◆ **YOUR GOAL**
Report all lines of the data below that hold the word "ConnectionState".

[Dataset entries]
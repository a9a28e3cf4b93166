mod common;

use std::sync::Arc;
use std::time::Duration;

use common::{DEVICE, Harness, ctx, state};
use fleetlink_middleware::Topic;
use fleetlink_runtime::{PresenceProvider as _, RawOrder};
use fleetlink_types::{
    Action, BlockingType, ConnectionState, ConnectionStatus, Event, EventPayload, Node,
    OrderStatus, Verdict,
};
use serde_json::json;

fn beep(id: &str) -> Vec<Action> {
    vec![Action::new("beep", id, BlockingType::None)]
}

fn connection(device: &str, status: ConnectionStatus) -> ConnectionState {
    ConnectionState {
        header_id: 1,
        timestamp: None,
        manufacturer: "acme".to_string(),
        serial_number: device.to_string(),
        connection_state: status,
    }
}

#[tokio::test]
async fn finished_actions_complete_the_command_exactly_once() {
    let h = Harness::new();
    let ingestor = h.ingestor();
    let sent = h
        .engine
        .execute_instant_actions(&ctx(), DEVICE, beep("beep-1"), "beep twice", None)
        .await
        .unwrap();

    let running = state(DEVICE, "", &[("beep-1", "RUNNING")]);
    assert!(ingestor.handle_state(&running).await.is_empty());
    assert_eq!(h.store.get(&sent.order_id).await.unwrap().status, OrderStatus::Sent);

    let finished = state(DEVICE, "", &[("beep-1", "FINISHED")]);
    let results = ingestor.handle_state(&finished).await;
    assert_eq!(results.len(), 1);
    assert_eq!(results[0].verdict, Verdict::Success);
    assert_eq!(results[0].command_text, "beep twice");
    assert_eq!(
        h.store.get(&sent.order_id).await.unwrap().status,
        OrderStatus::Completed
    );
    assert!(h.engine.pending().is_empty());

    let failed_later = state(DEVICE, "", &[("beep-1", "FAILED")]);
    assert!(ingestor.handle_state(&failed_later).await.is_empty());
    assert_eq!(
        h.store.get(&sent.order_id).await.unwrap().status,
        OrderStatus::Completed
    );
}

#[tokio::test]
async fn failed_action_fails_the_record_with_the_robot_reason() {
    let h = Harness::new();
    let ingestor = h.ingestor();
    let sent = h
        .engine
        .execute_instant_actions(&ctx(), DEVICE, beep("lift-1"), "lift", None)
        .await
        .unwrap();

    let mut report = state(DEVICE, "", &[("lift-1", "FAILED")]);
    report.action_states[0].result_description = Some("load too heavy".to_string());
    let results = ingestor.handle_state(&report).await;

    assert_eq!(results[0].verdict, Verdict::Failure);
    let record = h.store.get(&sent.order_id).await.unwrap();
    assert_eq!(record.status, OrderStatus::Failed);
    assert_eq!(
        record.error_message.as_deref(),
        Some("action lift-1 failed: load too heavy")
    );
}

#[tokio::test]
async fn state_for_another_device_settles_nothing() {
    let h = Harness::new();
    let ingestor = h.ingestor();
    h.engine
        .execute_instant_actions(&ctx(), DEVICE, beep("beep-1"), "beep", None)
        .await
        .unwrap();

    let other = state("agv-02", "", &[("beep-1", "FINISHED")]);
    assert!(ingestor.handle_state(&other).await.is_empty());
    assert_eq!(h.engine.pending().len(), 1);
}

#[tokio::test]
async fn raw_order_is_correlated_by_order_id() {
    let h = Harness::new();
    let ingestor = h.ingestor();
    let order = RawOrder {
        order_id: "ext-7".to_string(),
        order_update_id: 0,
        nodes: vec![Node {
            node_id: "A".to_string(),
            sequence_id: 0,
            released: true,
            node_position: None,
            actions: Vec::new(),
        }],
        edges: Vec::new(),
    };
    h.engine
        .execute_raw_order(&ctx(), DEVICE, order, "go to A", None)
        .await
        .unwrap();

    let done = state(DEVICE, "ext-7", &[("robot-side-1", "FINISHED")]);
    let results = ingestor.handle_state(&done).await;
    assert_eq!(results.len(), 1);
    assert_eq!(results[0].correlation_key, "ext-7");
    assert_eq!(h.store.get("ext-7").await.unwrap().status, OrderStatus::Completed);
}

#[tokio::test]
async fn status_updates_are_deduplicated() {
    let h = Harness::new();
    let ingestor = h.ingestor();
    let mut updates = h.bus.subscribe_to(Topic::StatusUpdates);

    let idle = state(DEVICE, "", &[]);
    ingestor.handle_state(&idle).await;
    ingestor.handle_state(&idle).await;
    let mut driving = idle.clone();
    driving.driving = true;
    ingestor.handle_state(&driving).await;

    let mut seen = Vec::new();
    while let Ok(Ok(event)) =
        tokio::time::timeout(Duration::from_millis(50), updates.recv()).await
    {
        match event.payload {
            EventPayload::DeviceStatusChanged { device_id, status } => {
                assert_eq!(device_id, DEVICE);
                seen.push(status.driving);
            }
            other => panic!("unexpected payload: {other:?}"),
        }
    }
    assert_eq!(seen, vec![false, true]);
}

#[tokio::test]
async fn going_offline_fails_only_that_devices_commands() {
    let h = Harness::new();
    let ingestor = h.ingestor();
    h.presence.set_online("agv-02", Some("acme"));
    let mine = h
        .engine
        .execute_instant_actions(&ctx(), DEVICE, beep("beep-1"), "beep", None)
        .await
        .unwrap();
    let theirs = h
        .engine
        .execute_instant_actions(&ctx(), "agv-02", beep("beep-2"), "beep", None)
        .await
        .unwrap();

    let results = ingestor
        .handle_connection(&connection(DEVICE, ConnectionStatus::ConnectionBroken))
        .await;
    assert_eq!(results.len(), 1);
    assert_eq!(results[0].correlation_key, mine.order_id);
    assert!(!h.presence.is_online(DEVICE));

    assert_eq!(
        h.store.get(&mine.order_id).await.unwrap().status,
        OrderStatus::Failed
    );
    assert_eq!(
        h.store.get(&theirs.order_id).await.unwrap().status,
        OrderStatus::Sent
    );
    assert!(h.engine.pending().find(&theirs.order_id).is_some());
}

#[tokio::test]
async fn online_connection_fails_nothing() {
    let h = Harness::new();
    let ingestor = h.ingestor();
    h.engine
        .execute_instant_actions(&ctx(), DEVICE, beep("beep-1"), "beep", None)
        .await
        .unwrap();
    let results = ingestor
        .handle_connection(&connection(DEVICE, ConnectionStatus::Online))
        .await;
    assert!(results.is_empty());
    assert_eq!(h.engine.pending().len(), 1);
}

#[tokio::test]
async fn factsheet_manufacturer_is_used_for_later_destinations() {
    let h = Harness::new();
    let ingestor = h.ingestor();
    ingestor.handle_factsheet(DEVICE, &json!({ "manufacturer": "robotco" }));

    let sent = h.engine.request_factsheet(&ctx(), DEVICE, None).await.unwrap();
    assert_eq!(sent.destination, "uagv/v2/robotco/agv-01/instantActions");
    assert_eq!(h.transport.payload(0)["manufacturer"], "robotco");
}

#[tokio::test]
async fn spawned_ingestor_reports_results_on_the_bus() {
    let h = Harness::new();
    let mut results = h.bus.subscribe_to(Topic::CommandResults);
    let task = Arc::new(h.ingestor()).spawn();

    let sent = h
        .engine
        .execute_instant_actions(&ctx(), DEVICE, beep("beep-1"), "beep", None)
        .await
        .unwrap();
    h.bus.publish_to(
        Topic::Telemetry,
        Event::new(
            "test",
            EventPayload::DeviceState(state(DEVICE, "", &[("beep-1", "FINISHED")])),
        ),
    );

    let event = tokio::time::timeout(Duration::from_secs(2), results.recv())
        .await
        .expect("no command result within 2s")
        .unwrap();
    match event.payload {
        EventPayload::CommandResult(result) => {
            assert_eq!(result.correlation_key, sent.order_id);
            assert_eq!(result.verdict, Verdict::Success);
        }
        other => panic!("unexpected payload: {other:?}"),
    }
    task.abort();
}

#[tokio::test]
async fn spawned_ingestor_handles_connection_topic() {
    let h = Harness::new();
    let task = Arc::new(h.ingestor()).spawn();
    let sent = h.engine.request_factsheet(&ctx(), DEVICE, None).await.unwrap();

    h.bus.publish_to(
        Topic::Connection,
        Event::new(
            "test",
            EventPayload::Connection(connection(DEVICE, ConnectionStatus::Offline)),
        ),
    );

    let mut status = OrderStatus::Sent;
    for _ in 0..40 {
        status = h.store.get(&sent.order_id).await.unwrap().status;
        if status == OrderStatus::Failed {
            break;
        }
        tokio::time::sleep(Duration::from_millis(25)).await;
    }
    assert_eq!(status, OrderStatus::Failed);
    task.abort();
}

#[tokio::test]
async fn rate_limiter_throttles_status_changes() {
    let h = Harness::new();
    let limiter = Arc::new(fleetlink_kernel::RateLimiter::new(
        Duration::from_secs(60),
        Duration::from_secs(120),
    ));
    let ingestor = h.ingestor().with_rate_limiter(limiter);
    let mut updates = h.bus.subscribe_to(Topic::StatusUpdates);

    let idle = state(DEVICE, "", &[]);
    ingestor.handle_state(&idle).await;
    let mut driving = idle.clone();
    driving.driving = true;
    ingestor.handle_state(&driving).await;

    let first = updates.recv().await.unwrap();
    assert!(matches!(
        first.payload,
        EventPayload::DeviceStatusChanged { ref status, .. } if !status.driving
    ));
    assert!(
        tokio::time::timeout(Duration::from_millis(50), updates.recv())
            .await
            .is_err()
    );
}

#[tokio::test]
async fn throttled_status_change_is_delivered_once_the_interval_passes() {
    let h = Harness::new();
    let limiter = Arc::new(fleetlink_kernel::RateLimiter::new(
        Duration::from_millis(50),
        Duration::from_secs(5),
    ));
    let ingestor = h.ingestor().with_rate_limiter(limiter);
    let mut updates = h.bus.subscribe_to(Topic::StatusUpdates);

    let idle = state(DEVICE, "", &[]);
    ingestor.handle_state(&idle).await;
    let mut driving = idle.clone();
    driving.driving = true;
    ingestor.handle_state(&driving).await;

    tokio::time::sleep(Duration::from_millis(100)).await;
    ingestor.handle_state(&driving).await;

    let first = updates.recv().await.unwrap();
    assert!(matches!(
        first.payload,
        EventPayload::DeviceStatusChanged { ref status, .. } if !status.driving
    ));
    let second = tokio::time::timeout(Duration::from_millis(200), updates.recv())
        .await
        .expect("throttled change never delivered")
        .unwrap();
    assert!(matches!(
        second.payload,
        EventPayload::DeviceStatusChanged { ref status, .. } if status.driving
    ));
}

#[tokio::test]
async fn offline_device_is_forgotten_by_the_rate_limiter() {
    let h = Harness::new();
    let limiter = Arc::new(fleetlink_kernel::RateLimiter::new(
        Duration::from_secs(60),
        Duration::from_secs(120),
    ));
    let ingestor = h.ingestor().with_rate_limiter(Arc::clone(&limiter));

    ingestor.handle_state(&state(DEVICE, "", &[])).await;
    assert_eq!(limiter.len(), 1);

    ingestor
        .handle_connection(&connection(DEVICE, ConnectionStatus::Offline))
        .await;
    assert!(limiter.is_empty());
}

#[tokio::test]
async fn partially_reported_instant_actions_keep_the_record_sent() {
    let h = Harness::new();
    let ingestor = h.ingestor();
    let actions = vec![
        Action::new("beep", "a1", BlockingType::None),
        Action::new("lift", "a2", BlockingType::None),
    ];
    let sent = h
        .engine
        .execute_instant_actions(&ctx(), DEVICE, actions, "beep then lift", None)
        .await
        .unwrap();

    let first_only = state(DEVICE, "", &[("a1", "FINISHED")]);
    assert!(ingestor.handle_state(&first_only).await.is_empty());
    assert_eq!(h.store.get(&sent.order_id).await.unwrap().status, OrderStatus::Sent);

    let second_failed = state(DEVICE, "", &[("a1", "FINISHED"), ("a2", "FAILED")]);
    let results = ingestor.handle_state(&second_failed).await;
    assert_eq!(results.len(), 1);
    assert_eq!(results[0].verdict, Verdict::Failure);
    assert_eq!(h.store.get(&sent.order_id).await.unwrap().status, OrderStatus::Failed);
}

◆ **EXERCISE OUTPUT**
    Action, BlockingType, ConnectionState, ConnectionStatus, Event, EventPayload, Node,
fn connection(device: &str, status: ConnectionStatus) -> ConnectionState {
    ConnectionState {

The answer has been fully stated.